Evanj2357

**Name of the Vulnerable Software and Affected Versions** Handlebars versions 4.0.0 through 4.7.8 **Description** Handlebars allows users to build semantic templates. A flaw exists where the `@partial-block` special variable is stored in the template data context and is mutable from within a template via helpers that accept arbitrary objects. If a helper overwrites `@partial-block` with a crafted Handlebars Abstract Syntax Tree (AST), a subsequent invocation of `{{> @partial-block}}` compiles and executes that AST, potentially enabling arbitrary JavaScript execution on the server. The `handlebars-helpers` npm package includes helpers that can be used to overwrite the `@partial-block` variable. The vulnerability occurs because the data frame is a mutable object, allowing attackers to control the value of `@partial-block`. When `{{> @partial-block}}` is evaluated, the runtime dynamically compiles the value, and if it's a well-formed Handlebars AST containing injected code, the injected JavaScript runs in the server process. **Recommendations** Use the runtime-only build (`require('handlebars/runtime')`). Audit registered helpers for any that write arbitrary values to context objects. Avoid registering helpers from third-party packages in contexts where templates or context data can be influenced by untrusted input.

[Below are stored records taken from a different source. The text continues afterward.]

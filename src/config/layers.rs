//! Override-beats-raw precedence for partial configurations.

use super::raw::RawConfig;

/// The two user-facing sources of a configuration value.
///
/// Every lookup consults the override parameters first and the base
/// configuration second; neither source is ever modified.
#[derive(Debug, Clone, Copy)]
pub struct Layers<'a> {
    overrides: &'a RawConfig,
    raw: &'a RawConfig,
}

impl<'a> Layers<'a> {
    /// Creates the lookup over a base configuration and its overrides.
    #[must_use]
    pub const fn new(raw: &'a RawConfig, overrides: &'a RawConfig) -> Self {
        Self { overrides, raw }
    }

    /// Returns the first value present, override before raw.
    pub fn get<T: 'a>(&self, field: impl Fn(&'a RawConfig) -> &'a Option<T>) -> Option<&'a T> {
        first_present(field(self.overrides).as_ref(), field(self.raw).as_ref())
    }

    /// Returns the first value present, or `default` if neither source has one.
    pub fn or<T: Clone + 'a>(
        &self,
        field: impl Fn(&'a RawConfig) -> &'a Option<T>,
        default: T,
    ) -> T {
        self.get(field).cloned().unwrap_or(default)
    }

    /// Like [`or`](Self::or), computing the default only when it is needed.
    pub fn or_else<T: Clone + 'a>(
        &self,
        field: impl Fn(&'a RawConfig) -> &'a Option<T>,
        default: impl FnOnce() -> T,
    ) -> T {
        self.get(field).cloned().unwrap_or_else(default)
    }

    /// Returns `true` if either source supplies the field.
    pub fn is_present<T: 'a>(&self, field: impl Fn(&'a RawConfig) -> &'a Option<T>) -> bool {
        self.get(field).is_some()
    }
}

/// Returns `primary` if present, otherwise `fallback`.
#[must_use]
pub fn first_present<T>(primary: Option<T>, fallback: Option<T>) -> Option<T> {
    primary.or(fallback)
}

#[cfg(test)]
mod tests {
    use super::*;

    fn raw_with_width(width: usize) -> RawConfig {
        RawConfig {
            patch_width: Some(width),
            ..RawConfig::default()
        }
    }

    #[test]
    fn override_wins_over_raw() {
        let raw = raw_with_width(21);
        let overrides = raw_with_width(9);

        let layers = Layers::new(&raw, &overrides);

        assert_eq!(layers.get(|c| &c.patch_width), Some(&9));
    }

    #[test]
    fn raw_used_when_override_absent() {
        let raw = raw_with_width(21);
        let overrides = RawConfig::default();

        let layers = Layers::new(&raw, &overrides);

        assert_eq!(layers.or(|c| &c.patch_width, 15), 21);
    }

    #[test]
    fn default_used_when_both_absent() {
        let empty = RawConfig::default();

        let layers = Layers::new(&empty, &empty);

        assert_eq!(layers.or(|c| &c.patch_width, 15), 15);
        assert!(!layers.is_present(|c| &c.label_ids));
    }

    #[test]
    fn first_present_prefers_primary() {
        assert_eq!(first_present(Some(1), Some(2)), Some(1));
        assert_eq!(first_present(None, Some(2)), Some(2));
        assert_eq!(first_present::<i32>(None, None), None);
    }
}
//! layerseg-config: configuration resolution for layer-segmentation patch collection
//!
//! A library for turning a partially specified collection configuration,
//! plus experiment overrides, into a complete and consistent configuration.
//! Geometry defaults are derived by probing the first input scan and its
//! ground truth through pluggable loaders.

pub mod config;
pub mod loader;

**Name of the Vulnerable Software and Affected Versions** Handlebars versions 4.0.0 through 4.7.8 **Description** Handlebars allows users to build semantic templates. A crafted object placed in the template context can bypass conditional guards in the `resolvePartial()` function, causing `invokePartial()` to return `undefined`. The Handlebars runtime then treats the unresolved partial as a source for compilation, passing the crafted object to `env.compile()`. Because the object is a valid Handlebars AST containing injected code, the generated JavaScript executes arbitrary commands on the server. The attack requires control over a value returned by a dynamic partial lookup. The vulnerable code path spans two functions: `resolvePartial()` and `invokePartial()`. The `resolvePartial()` function returns the crafted object itself, and `invokePartial()` then calls `env.compile()` with the crafted AST object. This enables Remote Code Execution in server-side rendering scenarios where templates process user-supplied context data. A proof of concept demonstrates the exploitation using a crafted object with `call: true` to bypass the primary branch condition in `resolvePartial()`. **Recommendations** Use the runtime-only build (`require('handlebars/runtime')`). Sanitize context data before rendering to ensure no non-primitive object is passed to a dynamic partial. Avoid dynamic partial lookups (`{{> (lookup ...)}}`) when context data is user-controlled.